Researchers found that broad-based programs meant to improve areas such as workforce development bring about more economic freedom. This was also closely associated with upward-moving economies.

Building Up a Talent Pool

Only two metro areas boast a software workforce of at least 100,000: the New York City and San Francisco Bay areas. In general, developed metro areas tend to benefit from a stronger network of universities that feed fresh talent into the local tech workforce. Established hubs also tend to offer higher wages due, in part, to their highly competitive job markets.

For cities that have yet to grow their tech talent, the best option is to invest in growing or retraining their workforce. The overwhelming majority of business leaders consider labor costs and skilled labor availability important to relocation decisions. This is why Silicon Valley is Silicon Valley and why Amazon originally selected New York and the Washington, D.C. area for HQ2.

Instead of spending millions on incentives and allocating resources toward business proposals, cities should invest in education and workforce development programs that address the needs of today and tomorrow. When cities focus on cultivating homegrown talent pipelines, companies will gravitate toward those areas naturally.

Here are three effective ways to do this:

1. Accelerate tech-oriented training programs. To work with the constantly changing tech sector, cities should ensure that workforce development programs are as accelerated as possible. Traditional, more time-intensive training programs could mean students learn outdated skills. Keeping programs agile helps cities teach highly relevant skills in a shorter amount of time.

There’s a market for this kind of training, too: 87 percent of workers believe they’ll require more training and job skills to keep up with a shifting work environment.

2. Create programs that scale. The current demand for tech jobs is high—and it’ll only continue to grow. According to McKinsey & Co., the number of workers who will lose their jobs because they lack technological skills will double over the next decade. Cities can meet this challenge head-on with programs that scale up to serve entire communities without compromising quality.

We can look to California’s online-only community college as an example. When Jerry Brown, former governor of California, envisioned the college, he hoped it would provide an option for what he called “stranded workers,” or the millions of young Californians without a college education. One of the college’s first tracks includes information technology—where there’s still a shortage of skilled workers.
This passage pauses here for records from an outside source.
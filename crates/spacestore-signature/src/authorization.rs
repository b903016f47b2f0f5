//! `Authorization: Signature ...` header rendering and parsing

use crate::canonical::{signature_base, SignatureInput, COVERED_COMPONENTS};
use crate::error::SignatureError;
use crate::signer::Signer;
use base64::{engine::general_purpose::STANDARD as BASE64, Engine};
use chrono::Utc;
use std::time::Duration;

/// Default validity window of a signature
pub const DEFAULT_VALIDITY: Duration = Duration::from_secs(30);

/// Scheme prefix of a rendered authorization value
pub const SIGNATURE_SCHEME: &str = "Signature ";

/// Build an authorization value for one request
///
/// Signs the canonical base over the covered components with `created`
/// fixed at the current time and `expires` at `created + validity`. The
/// descriptor is consumed by this one call; timestamps make each rendered
/// signature single-use in effect.
///
/// # Errors
///
/// A failing signer propagates as [`SignatureError`]; the caller must not
/// fall back to sending the request unsigned.
pub async fn create_authorization(
    signer: &dyn Signer,
    method: &str,
    path: &str,
    validity: Duration,
) -> Result<String, SignatureError> {
    let created = Utc::now().timestamp();
    let expires = created + validity.as_secs() as i64;

    let input = SignatureInput {
        method,
        path,
        key_id: signer.id(),
        created,
        expires,
    };
    let base = signature_base(&input);
    let signature = signer.sign(base.as_bytes()).await?;

    Ok(format!(
        "{}keyId=\"{}\",created={},expires={},headers=\"{}\",signature=\"{}\"",
        SIGNATURE_SCHEME,
        signer.id(),
        created,
        expires,
        COVERED_COMPONENTS.join(" "),
        BASE64.encode(signature)
    ))
}

/// Parameters recovered from a rendered authorization value
///
/// This is the verifier-side view; the client itself only renders.
#[derive(Debug, Clone, PartialEq, Eq)]
pub struct Authorization {
    pub key_id: String,
    pub created: i64,
    pub expires: i64,
    pub headers: Vec<String>,
    pub signature: Vec<u8>,
}

impl Authorization {
    /// Parse a `Signature keyId="...",...` authorization value
    pub fn parse(value: &str) -> Result<Self, SignatureError> {
        let params = value.strip_prefix(SIGNATURE_SCHEME).ok_or_else(|| {
            SignatureError::MalformedAuthorization(format!(
                "expected '{}' scheme: {}",
                SIGNATURE_SCHEME.trim_end(),
                value
            ))
        })?;

        let mut key_id = None;
        let mut created = None;
        let mut expires = None;
        let mut headers = None;
        let mut signature = None;

        for param in params.split(',') {
            let (name, raw) = param.split_once('=').ok_or_else(|| {
                SignatureError::MalformedAuthorization(format!("bad parameter: {}", param))
            })?;
            let unquoted = raw.trim_matches('"');
            match name {
                "keyId" => key_id = Some(unquoted.to_string()),
                "created" => created = Some(parse_timestamp(name, unquoted)?),
                "expires" => expires = Some(parse_timestamp(name, unquoted)?),
                "headers" => {
                    headers = Some(unquoted.split(' ').map(str::to_string).collect());
                }
                "signature" => {
                    signature = Some(BASE64.decode(unquoted).map_err(|e| {
                        SignatureError::MalformedAuthorization(format!(
                            "signature is not base64: {}",
                            e
                        ))
                    })?);
                }
                // unknown parameters are ignored
                _ => {}
            }
        }

        Ok(Self {
            key_id: require(key_id, "keyId")?,
            created: require(created, "created")?,
            expires: require(expires, "expires")?,
            headers: require(headers, "headers")?,
            signature: require(signature, "signature")?,
        })
    }
}

fn parse_timestamp(name: &str, raw: &str) -> Result<i64, SignatureError> {
    raw.parse().map_err(|_| {
        SignatureError::MalformedAuthorization(format!("{} is not an integer: {}", name, raw))
    })
}

fn require<T>(value: Option<T>, name: &str) -> Result<T, SignatureError> {
    value.ok_or_else(|| {
        SignatureError::MalformedAuthorization(format!("missing parameter {}", name))
    })
}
My organization’s own programs operate on a flipped classroom. Students spend six hours a week in the classroom and an additional 10-15 hours a week working on curriculum outside of the classroom. Because we hire a lead instructor and source teaching assistants and mentors from local companies, recreating this model in other cities is relatively simple.

3. Ensure programs are accessible. When it comes to meeting the demand for a highly skilled, digitally literate workforce, most cities are already behind. This is evident in Amazon’s initial HQ2 decision not only to land in big-time tech hubs, but also to split its headquarters between two cities.

The estimated annual spending on workforce development programs for individuals not attending four-year colleges is at least $300 billion. With the amount of money municipalities pour into retraining efforts, it’s vital to ensure retraining programs are centrally coordinated and accessible to as many people as possible.

One of the biggest barriers to retraining programs is cost. If cities can’t make programs free to attend, they should work to make them as affordable as possible. LaunchCode’s flagship programs, for instance, are free for students and held in the evenings at locations near public transportation routes. With the growing demand for specialized labor, cities can’t afford to exclude anyone who wants to learn in-demand skills.

Jeff Mazur is Executive Director of LaunchCode.